TASK:
From the opening line of the records through the line bearing "of a month.", set down every line exactly.

DATASET:
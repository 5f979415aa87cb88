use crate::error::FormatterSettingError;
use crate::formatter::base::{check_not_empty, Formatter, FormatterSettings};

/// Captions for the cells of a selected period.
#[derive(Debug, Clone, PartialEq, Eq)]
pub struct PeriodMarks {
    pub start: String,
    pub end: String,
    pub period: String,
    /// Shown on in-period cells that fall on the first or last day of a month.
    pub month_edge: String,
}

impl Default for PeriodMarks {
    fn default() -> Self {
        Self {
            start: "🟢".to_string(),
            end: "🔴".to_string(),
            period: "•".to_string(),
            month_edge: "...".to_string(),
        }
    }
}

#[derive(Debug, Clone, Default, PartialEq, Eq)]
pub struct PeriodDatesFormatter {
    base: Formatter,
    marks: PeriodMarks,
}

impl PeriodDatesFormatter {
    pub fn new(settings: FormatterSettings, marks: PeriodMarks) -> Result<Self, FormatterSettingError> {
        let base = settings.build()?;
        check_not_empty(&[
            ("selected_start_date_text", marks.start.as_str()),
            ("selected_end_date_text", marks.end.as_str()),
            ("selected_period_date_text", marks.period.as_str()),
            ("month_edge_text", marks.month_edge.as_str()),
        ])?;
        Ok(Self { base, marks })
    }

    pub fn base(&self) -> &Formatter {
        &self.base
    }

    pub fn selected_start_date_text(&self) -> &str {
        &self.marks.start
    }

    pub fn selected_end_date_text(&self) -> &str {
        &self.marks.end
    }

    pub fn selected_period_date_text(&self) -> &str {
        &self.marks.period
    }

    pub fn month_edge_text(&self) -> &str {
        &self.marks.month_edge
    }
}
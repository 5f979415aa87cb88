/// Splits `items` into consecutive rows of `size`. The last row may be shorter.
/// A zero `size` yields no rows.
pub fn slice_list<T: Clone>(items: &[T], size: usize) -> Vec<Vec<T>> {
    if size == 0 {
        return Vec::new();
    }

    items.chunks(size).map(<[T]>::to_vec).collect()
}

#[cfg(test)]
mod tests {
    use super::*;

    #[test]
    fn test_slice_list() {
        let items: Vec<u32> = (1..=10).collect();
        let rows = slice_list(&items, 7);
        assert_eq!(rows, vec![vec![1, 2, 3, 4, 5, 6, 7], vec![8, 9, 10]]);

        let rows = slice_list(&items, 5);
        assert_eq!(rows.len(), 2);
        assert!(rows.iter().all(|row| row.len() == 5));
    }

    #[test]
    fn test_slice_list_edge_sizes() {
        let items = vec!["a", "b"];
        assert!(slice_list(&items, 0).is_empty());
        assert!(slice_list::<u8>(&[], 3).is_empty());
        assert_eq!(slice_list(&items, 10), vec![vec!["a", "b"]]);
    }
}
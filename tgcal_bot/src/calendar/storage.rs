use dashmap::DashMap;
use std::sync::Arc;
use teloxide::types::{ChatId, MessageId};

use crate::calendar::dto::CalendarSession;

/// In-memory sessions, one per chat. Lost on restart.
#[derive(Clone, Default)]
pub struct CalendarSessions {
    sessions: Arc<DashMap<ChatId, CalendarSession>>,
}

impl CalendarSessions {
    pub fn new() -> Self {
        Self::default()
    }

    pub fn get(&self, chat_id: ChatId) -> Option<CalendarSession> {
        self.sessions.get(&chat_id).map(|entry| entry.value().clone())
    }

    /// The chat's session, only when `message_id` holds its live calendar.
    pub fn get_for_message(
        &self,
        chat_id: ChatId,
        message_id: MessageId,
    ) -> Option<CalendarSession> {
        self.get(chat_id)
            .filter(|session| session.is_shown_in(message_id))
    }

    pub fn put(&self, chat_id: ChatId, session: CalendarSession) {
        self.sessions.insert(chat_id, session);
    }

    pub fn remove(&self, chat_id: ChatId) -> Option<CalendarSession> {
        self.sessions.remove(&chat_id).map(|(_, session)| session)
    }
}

EXERCISE OUTPUT:
repository 5f979415aa87cb88
use crate::error::FormatterSettingError;
use crate::formatter::base::{check_not_empty, Formatter, FormatterSettings};

/// Captions for the cells of a selected period.
#[derive(Debug, Clone, PartialEq, Eq)]
pub struct PeriodMarks {
    pub start: String,
    pub end: String,
    pub period: String,
    /// Shown on in-period cells that fall on the first or last day of a month.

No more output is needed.